Each entry below is to be printed verbatim.

"""

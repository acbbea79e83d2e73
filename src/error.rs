//! Structured error types for tocnav.
//!
//! Every failure aborts the setup pipeline at the point it occurs; nothing
//! here is retried.

/// All errors that can occur while building or tracking the navigation panel.
#[derive(Debug, thiserror::Error)]
pub enum TocError {
    /// A subsection heading appeared before any section heading.
    #[error("Subsection heading '{id}' has no preceding section")]
    OrphanSubsection { id: String },

    /// A heading carries no identifier, so it cannot be an anchor target.
    #[error("Heading '{text}' has no id attribute")]
    MissingId { text: String },

    /// Two headings share one identifier.
    #[error("Duplicate heading id '{id}'")]
    DuplicateId { id: String },

    /// No element matches the main-content container selector.
    #[error("No element matches container selector '{selector}'")]
    MissingContainer { selector: String },

    /// A heading could not be found again while measuring offsets.
    #[error("Heading '{id}' not found in document")]
    MissingHeading { id: String },

    /// Invalid configuration value.
    #[error("Invalid configuration: {0}")]
    Config(String),

    /// Markup scanning error from quick-xml.
    #[error("Markup parsing: {0}")]
    Markup(#[from] quick_xml::Error),

    /// DOM operation failure.
    #[error("DOM error: {0}")]
    Dom(String),

    /// JSON serialization error.
    #[error("JSON: {0}")]
    Json(#[from] serde_json::Error),

    /// I/O error.
    #[error("I/O error: {0}")]
    Io(#[from] std::io::Error),
}

/// Convenience alias used throughout the crate.
pub type Result<T> = std::result::Result<T, TocError>;

#[cfg(target_arch = "wasm32")]
impl From<wasm_bindgen::JsValue> for TocError {
    fn from(value: wasm_bindgen::JsValue) -> Self {
        Self::Dom(value.as_string().unwrap_or_else(|| format!("{value:?}")))
    }
}

#[cfg(target_arch = "wasm32")]
impl From<TocError> for wasm_bindgen::JsValue {
    fn from(e: TocError) -> Self {
        wasm_bindgen::JsValue::from_str(&e.to_string())
    }
}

"""

=== Answer space ===
repository acbbea79e83d2e73
filename src/error.rs
//! Structured error types for tocnav.
//!
//! Every failure aborts the setup pipeline at the point it occurs; nothing
//! here is retried.

/// All errors that can occur while building or tracking the navigation panel.
#[derive(Debug, thiserror::Error)]
pub enum TocError {
    /// A subsection heading appeared before any section heading.
    #[error("Subsection heading '{id}' has no preceding section")]
    OrphanSubsection { id: String },

    /// A heading carries no identifier, so it cannot be an anchor target.
    #[error("Heading '{text}' has no id attribute")]
    MissingId { text: String },

    /// Two headings share one identifier.
    #[error("Duplicate heading id '{id}'")]
    DuplicateId { id: String },

    /// No element matches the main-content container selector.
    #[error("No element matches container selector '{selector}'")]
    MissingContainer { selector: String },

    /// A heading could not be found again while measuring offsets.
    #[error("Heading '{id}' not found in document")]
    MissingHeading { id: String },

    /// Invalid configuration value.
    #[error("Invalid configuration: {0}")]
    Config(String),

    /// Markup scanning error from quick-xml.
    #[error("Markup parsing: {0}")]
    Markup(#[from] quick_xml::Error),

    /// DOM operation failure.
    #[error("DOM error: {0}")]
    Dom(String),

    /// JSON serialization error.
    #[error("JSON: {0}")]
    Json(#[from] serde_json::Error),

    /// I/O error.
    #[error("I/O error: {0}")]
    Io(#[from] std::io::Error),
}

/// Convenience alias used throughout the crate.
pub type Result<T> = std::result::Result<T, TocError>;

#[cfg(target_arch = "wasm32")]
impl From<wasm_bindgen::JsValue> for TocError {
    fn from(value: wasm_bindgen::JsValue) -> Self {
        Self::Dom(value.as_string().unwrap_or_else(|| format!("{value:?}")))
    }
}

#[cfg(target_arch = "wasm32")]
impl From<TocError> for wasm_bindgen::JsValue {
    fn from(e: TocError) -> Self {
        wasm_bindgen::JsValue::from_str(&e.to_string())
    }
}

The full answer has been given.